What to work on:
Include in the output exactly the lines from the opening of the data through the line containing "pub struct CredentialsRequest", and nothing more.

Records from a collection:
* * * * *
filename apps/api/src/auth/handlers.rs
use axum::{extract::State, http::StatusCode, Json};
use serde::{Deserialize, Serialize};

use crate::auth::session::Session;
use crate::errors::AppError;
use crate::models::user::UserResponse;
use crate::state::AppState;

#[derive(Deserialize)]
pub struct CredentialsRequest {
    pub email: String,
    pub password: String,
}

#[derive(Debug, Serialize)]
pub struct TokenWithUser {
    pub access_token: String,
    pub token_type: &'static str,
    /// Minutes until the token expires.
    pub expires_in: i64,
    pub user: UserResponse,
}

fn token_response(state: &AppState, session: Session) -> TokenWithUser {
    TokenWithUser {
        user: UserResponse::from(&session.user),
        access_token: session.access_token,
        token_type: "bearer",
        expires_in: state.sessions.expires_in(),
    }
}

/// POST /auth/register
pub async fn handle_register(
    State(state): State<AppState>,
    Json(req): Json<CredentialsRequest>,
) -> Result<(StatusCode, Json<TokenWithUser>), AppError> {
    let session = state.sessions.register(&req.email, &req.password).await?;
    Ok((StatusCode::CREATED, Json(token_response(&state, session))))
}

/// POST /auth/login
pub async fn handle_login(
    State(state): State<AppState>,
    Json(req): Json<CredentialsRequest>,
) -> Result<Json<TokenWithUser>, AppError> {
    let session = state.sessions.login(&req.email, &req.password).await?;
    Ok(Json(token_response(&state, session)))
}
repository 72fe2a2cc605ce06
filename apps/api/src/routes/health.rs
use axum::Json;
use serde_json::{json, Value};

/// GET /health
/// Returns a simple status object with service version.
pub async fn health_handler() -> Json<Value> {
    Json(json!({
        "status": "ok",
        "version": env!("CARGO_PKG_VERSION"),
        "service": "resume-api"
    }))
}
* * * * *
Exercise solution:
filename apps/api/src/auth/handlers.rs
use axum::{extract::State, http::StatusCode, Json};
use serde::{Deserialize, Serialize};

use crate::auth::session::Session;
use crate::errors::AppError;
use crate::models::user::UserResponse;
use crate::state::AppState;

#[derive(Deserialize)]
pub struct CredentialsRequest {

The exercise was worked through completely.